Japanese manga series

Tsukidate no Satsujin (月館の殺人) is a Japanese manga series written by Yukito Ayatsuji and illustrated by Noriko Sasaki. It was serialized in Shogakukan's seinen manga magazine Monthly Ikki from December 2004 to April 2006, with its chapters collected in two wideban volumes.

==Synopsis==
After the death of her parents, high school student Sorami Karigaya boards the night train Genya to meet her estranged grandfather, her only remaining relative. Her journey is filled with firsts: her first train ride, her first time seeing snow, and her first visit to Hokkaido. Awaiting her on board, however, is a group of eccentric and obsessive railway enthusiasts, known as "Tetsu". The luxurious Genya train, which utilizes former Orient Express carriages pulled by the D51 steam locomotive, contains only seven passengers. Sorami soon discovers her grandfather personally invited all of them.
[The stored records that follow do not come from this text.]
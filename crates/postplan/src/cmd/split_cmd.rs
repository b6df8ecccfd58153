//! postplan-split - Write the invoice and order subsets of the day.
//!
//! Classifies the pre-registration sheet and writes the two collections to
//! the configured `factura_path` and `pedido_path` sheets for review.
//!
//! # Usage
//!
//! ```bash
//! postplan-split --config run.json
//! ```

use crate::cmd::completions::ShellType;
use crate::cmd::RunArgs;
use crate::pipeline;
use anyhow::Result;
use clap::Parser;
use postplan_core::classify;
use postplan_importer::write_batch;
use std::process::ExitCode;

/// Split the pre-registration sheet into invoice and order subsets.
#[derive(Parser, Debug)]
#[command(name = "postplan-split")]
#[command(author, version, about, long_about = None)]
pub struct Args {
    /// Generate shell completions and exit
    #[arg(long, value_name = "SHELL", hide = true)]
    pub generate_completions: Option<ShellType>,

    #[command(flatten)]
    pub run: RunArgs,
}

/// Main entry point for the split command.
pub fn main() -> ExitCode {
    main_with_name("postplan-split")
}

/// Main entry point with custom binary name.
pub fn main_with_name(bin_name: &str) -> ExitCode {
    let args = Args::parse();

    if let Some(shell) = args.generate_completions {
        crate::cmd::completions::generate_completions::<Args>(shell, bin_name);
        return ExitCode::SUCCESS;
    }

    crate::logging::init(args.run.verbose);

    match run(&args) {
        Ok(()) => ExitCode::SUCCESS,
        Err(e) => {
            eprintln!("error: {e:#}");
            ExitCode::from(1)
        }
    }
}

fn run(args: &Args) -> Result<()> {
    let config = args.run.load_config()?;
    let rows = pipeline::read_preregistro(&config)?;
    let batch = classify(&rows)?;

    for id in batch.duplicate_invoices() {
        eprintln!("warning: invoice {id} appears more than once");
    }

    let factura = config.factura_file();
    let pedido = config.pedido_file();
    write_batch(&factura, &pedido, &batch)?;

    eprintln!(
        "Wrote {} invoice rows to {} and {} order rows to {}",
        batch.invoices.len(),
        factura.display(),
        batch.orders.len(),
        pedido.display()
    );
    Ok(())
}
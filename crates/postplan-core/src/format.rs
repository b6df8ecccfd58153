//! Plan listing.
//!
//! Renders a plan as text, one action per line, grouped under its phase.

use crate::action::{PostingAction, PostingPlan};
use crate::model::DocumentHeader;
use std::fmt::Write;

/// Listing configuration.
#[derive(Debug, Clone)]
pub struct FormatConfig {
    /// Indentation for actions under a phase heading.
    pub indent: String,
    /// Prefix each action with its index in the plan.
    pub numbered: bool,
    /// List phases that emitted no action.
    pub show_empty_phases: bool,
}

impl Default for FormatConfig {
    fn default() -> Self {
        Self {
            indent: "  ".to_string(),
            numbered: true,
            show_empty_phases: false,
        }
    }
}

impl FormatConfig {
    /// Create a new config with the specified indent width.
    #[must_use]
    pub fn with_indent(indent_width: usize) -> Self {
        Self {
            indent: " ".repeat(indent_width),
            ..Default::default()
        }
    }
}

/// Format a whole plan.
pub fn format_plan(plan: &PostingPlan, config: &FormatConfig) -> String {
    let mut out = String::new();
    writeln!(out, "SESSION {}", plan.session).ok();
    let width = plan.len().to_string().len();

    for span in &plan.phases {
        if span.range.is_empty() && !config.show_empty_phases {
            continue;
        }
        writeln!(out, "{} ({})", span.phase, span.range.len()).ok();
        for i in span.range.clone() {
            out.push_str(&config.indent);
            if config.numbered {
                write!(out, "{i:>width$}  ").ok();
            }
            out.push_str(&format_action(&plan.actions[i]));
            out.push('\n');
        }
    }
    out
}

/// Format one action.
pub fn format_action(action: &PostingAction) -> String {
    action.to_string()
}

/// Format the header as `key: value` lines.
pub fn format_header(header: &DocumentHeader) -> String {
    let mut out = String::new();
    writeln!(out, "document date: {}", header.document_date).ok();
    writeln!(out, "posting date:  {}", header.posting_date).ok();
    writeln!(out, "period:        {}", header.fiscal_period).ok();
    writeln!(out, "company:       {}", header.company_code).ok();
    writeln!(out, "currency:      {}", header.currency).ok();
    writeln!(out, "territory:     {}", header.territory).ok();
    writeln!(out, "rounding:      {}", header.rounding_amount).ok();
    writeln!(out, "text:          {}", header.document_text).ok();
    out
}
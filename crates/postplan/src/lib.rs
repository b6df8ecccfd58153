//! Collections posting tools.
//!
//! This crate provides the command-line tools around the posting plan
//! compiler:
//!
//! - `postplan-compile`: Compile the day's sheets and print the plan
//! - `postplan-script`: Replay the plan into a GUI scripting file
//! - `postplan-split`: Write the invoice and order subsets for review
//!
//! # Example Usage
//!
//! ```bash
//! postplan-compile --config run.json
//! postplan-compile --config run.json --format json
//! postplan-script --config run.json -o cobranzas.vbs
//! postplan-split --base-dir /srv/cobranzas/2026-10-16
//! ```

#![forbid(unsafe_code)]
#![warn(missing_docs)]

pub mod cmd;
pub mod config;
pub mod logging;
pub mod pipeline;
pub mod script;
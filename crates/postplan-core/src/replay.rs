//! Replaying a plan against an actuator.
//!
//! The actuator is the only component that talks to the accounting
//! system. It executes primitives one at a time and owns timeouts; replay
//! stops at the first rejected primitive and reports it unchanged.

use crate::action::{PostingAction, PostingPlan, SessionOpen};
use crate::error::ReplayError;
use crate::screen;
use std::fmt;

/// Executes primitives against the entry screen.
///
/// Implementations must block until each primitive has taken effect.
pub trait Actuator {
    /// Error reported by the external system.
    type Error: fmt::Display;

    /// Assign `value` to a field.
    fn set_field(&mut self, field_id: &str, value: &str) -> Result<(), Self::Error>;

    /// Press a button.
    fn press_button(&mut self, button_id: &str) -> Result<(), Self::Error>;

    /// Select a radio option or menu entry.
    fn select(&mut self, element_id: &str) -> Result<(), Self::Error>;

    /// Move focus to an element.
    fn set_focus(&mut self, element_id: &str) -> Result<(), Self::Error>;

    /// Place the caret inside an element.
    fn set_caret(&mut self, element_id: &str, offset: usize) -> Result<(), Self::Error>;

    /// Send the default "continue" keystroke.
    fn confirm(&mut self) -> Result<(), Self::Error>;
}

/// Outcome of a successful replay.
#[derive(Debug, Clone, Copy, PartialEq, Eq)]
pub struct ReplayReport {
    /// Steps executed, session opening included.
    pub steps: usize,
}

/// Number of steps that open the session before the document actions.
pub const SESSION_STEPS: usize = 5;

/// Replay `plan`, session opening first, then every document action in order.
pub fn replay<A: Actuator + ?Sized>(
    plan: &PostingPlan,
    actuator: &mut A,
) -> Result<ReplayReport, ReplayError> {
    open_session(&plan.session, actuator)?;

    for (i, action) in plan.actions.iter().enumerate() {
        let step = SESSION_STEPS + i;
        tracing::debug!(step, %action, "replay");
        apply(action, actuator).map_err(|e| ReplayError {
            step,
            action: action.to_string(),
            message: e.to_string(),
        })?;
    }

    let steps = SESSION_STEPS + plan.actions.len();
    tracing::info!(steps, "replay finished");
    Ok(ReplayReport { steps })
}

fn open_session<A: Actuator + ?Sized>(
    session: &SessionOpen,
    actuator: &mut A,
) -> Result<(), ReplayError> {
    let fail = |step: usize, label: &str, e: A::Error| ReplayError {
        step,
        action: label.to_string(),
        message: e.to_string(),
    };

    tracing::debug!(user = %session.user, "opening session");
    actuator
        .set_field(screen::LOGON_USER, &session.user)
        .map_err(|e| fail(0, "set logon user", e))?;
    actuator
        .set_field(screen::LOGON_PASSWORD, session.secret.expose())
        .map_err(|e| fail(1, "set logon password", e))?;
    actuator.confirm().map_err(|e| fail(2, "confirm logon", e))?;
    actuator
        .set_field(screen::COMMAND_FIELD, &session.transaction_code)
        .map_err(|e| fail(3, "set transaction code", e))?;
    actuator
        .confirm()
        .map_err(|e| fail(4, "confirm transaction code", e))?;
    Ok(())
}

/// Execute one action.
pub fn apply<A: Actuator + ?Sized>(action: &PostingAction, actuator: &mut A) -> Result<(), A::Error> {
    match action {
        PostingAction::SetHeaderField { field, value } => actuator.set_field(field, value),
        PostingAction::SetLineField {
            field,
            value,
            caret,
        } => {
            actuator.set_field(field, value)?;
            match caret {
                Some(offset) => actuator.set_caret(field, *offset),
                None => Ok(()),
            }
        }
        PostingAction::Select { element } => actuator.select(element),
        PostingAction::PressButton { button } => actuator.press_button(button),
        PostingAction::SendConfirm => actuator.confirm(),
        PostingAction::PlaceFocus { element, caret } => {
            actuator.set_focus(element)?;
            match caret {
                Some(offset) => actuator.set_caret(element, *offset),
                None => Ok(()),
            }
        }
    }
}

/// An actuator that records every primitive as a line of text.
///
/// The logon password is recorded as `***`.
#[derive(Debug, Default, Clone)]
pub struct Transcript {
    /// Recorded primitives.
    pub calls: Vec<String>,
}

impl Transcript {
    /// Create an empty transcript.
    pub fn new() -> Self {
        Self::default()
    }
}

impl Actuator for Transcript {
    type Error = std::convert::Infallible;

    fn set_field(&mut self, field_id: &str, value: &str) -> Result<(), Self::Error> {
        let value = if field_id == screen::LOGON_PASSWORD {
            "***"
        } else {
            value
        };
        self.calls.push(format!("set_field {field_id} {value}"));
        Ok(())
    }

    fn press_button(&mut self, button_id: &str) -> Result<(), Self::Error> {
        self.calls.push(format!("press_button {button_id}"));
        Ok(())
    }

    fn select(&mut self, element_id: &str) -> Result<(), Self::Error> {
        self.calls.push(format!("select {element_id}"));
        Ok(())
    }

    fn set_focus(&mut self, element_id: &str) -> Result<(), Self::Error> {
        self.calls.push(format!("set_focus {element_id}"));
        Ok(())
    }

    fn set_caret(&mut self, element_id: &str, offset: usize) -> Result<(), Self::Error> {
        self.calls.push(format!("set_caret {element_id} {offset}"));
        Ok(())
    }

    fn confirm(&mut self) -> Result<(), Self::Error> {
        self.calls.push("confirm".to_string());
        Ok(())
    }
}
//! Sheet readers for postplan
//!
//! This crate reads the daily collections workbook exports into the row
//! types of [`postplan_core`], and writes the classified subsets back.
//!
//! Each sheet has its own reader implementing [`SheetReader`]:
//!
//! - [`PreRegistroReader`] - the pre-registration sheet, blank rows kept
//! - [`BankReader`] - the bank movements sheet, title lines skipped
//!
//! Credentials are read from fixed cells with [`read_credentials`].
//!
//! # Example
//!
//! ```rust,no_run
//! use postplan_importer::{BankReader, PreRegistroReader, SheetReader};
//! use std::path::Path;
//!
//! let rows = PreRegistroReader::default().read_file(Path::new("preregistro.csv"))?;
//! let bank = BankReader::default().read_file(Path::new("banco.csv"))?;
//! println!("{} rows, {} movements", rows.rows.len(), bank.rows.len());
//! # Ok::<(), anyhow::Error>(())
//! ```

#![forbid(unsafe_code)]
#![warn(missing_docs)]

pub mod bank;
pub mod config;
pub mod credentials;
pub mod preregistro;
pub mod sheet;
pub mod subset;

use anyhow::{Context, Result};
use std::path::Path;

pub use bank::BankReader;
pub use config::{BankColumns, ColumnSpec, PreRegistroColumns, SheetConfig};
pub use credentials::{read_credentials, CellRef, CredentialCells};
pub use preregistro::PreRegistroReader;
pub use sheet::Table;
pub use subset::{write_batch, write_subset_file};

/// Result of reading a sheet.
#[derive(Debug, Clone)]
pub struct SheetResult<T> {
    /// The rows read, in sheet order.
    pub rows: Vec<T>,
    /// Warnings encountered while reading.
    pub warnings: Vec<String>,
}

impl<T> SheetResult<T> {
    /// Create a new result.
    pub const fn new(rows: Vec<T>) -> Self {
        Self {
            rows,
            warnings: Vec::new(),
        }
    }

    /// Create an empty result.
    pub const fn empty() -> Self {
        Self {
            rows: Vec::new(),
            warnings: Vec::new(),
        }
    }

    /// Add a warning to the result.
    pub fn with_warning(mut self, warning: impl Into<String>) -> Self {
        self.warnings.push(warning.into());
        self
    }
}

/// Trait for sheet readers.
pub trait SheetReader {
    /// Row type produced by this reader.
    type Row;

    /// Returns the name of the sheet this reader handles.
    fn name(&self) -> &'static str;

    /// Layout of the sheet.
    fn sheet_config(&self) -> &SheetConfig;

    /// Turn a parsed table into rows.
    fn read_table(&self, table: &Table) -> Result<SheetResult<Self::Row>>;

    /// Read rows from sheet content (useful for testing).
    fn read_str(&self, content: &str) -> Result<SheetResult<Self::Row>> {
        let table = Table::parse(content, self.sheet_config())?;
        self.read_table(&table)
            .with_context(|| format!("reading {} sheet", self.name()))
    }

    /// Read rows from a sheet file.
    fn read_file(&self, path: &Path) -> Result<SheetResult<Self::Row>> {
        let table = Table::from_file(path, self.sheet_config())?;
        self.read_table(&table)
            .with_context(|| format!("reading {} sheet {}", self.name(), path.display()))
    }
}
This peculiar gathering takes a sinister turn when a passenger is found murdered aboard the moving train, abruptly dragging Sorami into a brutal and terrifying mystery.

==Publication==
Written by Yukito Ayatsuji and illustrated by Noriko Sasaki, Tsukidate no Satsujin was serialized in Shogakukan's seinen manga magazine Monthly Ikki from December 25, 2004, to April 25, 2006. (Note: It finished in the magazine's June 2006 issue (cover date), released on April 25 of that same year.) Shogakukan collected its chapters in two wideban volumes, released on August 10, 2005, and July 28, 2006. Shogakukan re-published it in two tankōbon volumes released on January 30, 2009. Shogakukan re-published it again in two bunkoban volumes on January 13, 2017.

===Volumes===

| No. | Japanese release date | Japanese ISBN |
|---|---|---|
| 1 | August 10, 2005 | 978-4-09-188581-4 |
| 2 | July 28, 2006 | 978-4-09-188333-9 |

==Reception==
Tsukidate no Satsujin was one of the Jury Recommended Works at the 10th Japan Media Arts Festival in 2006.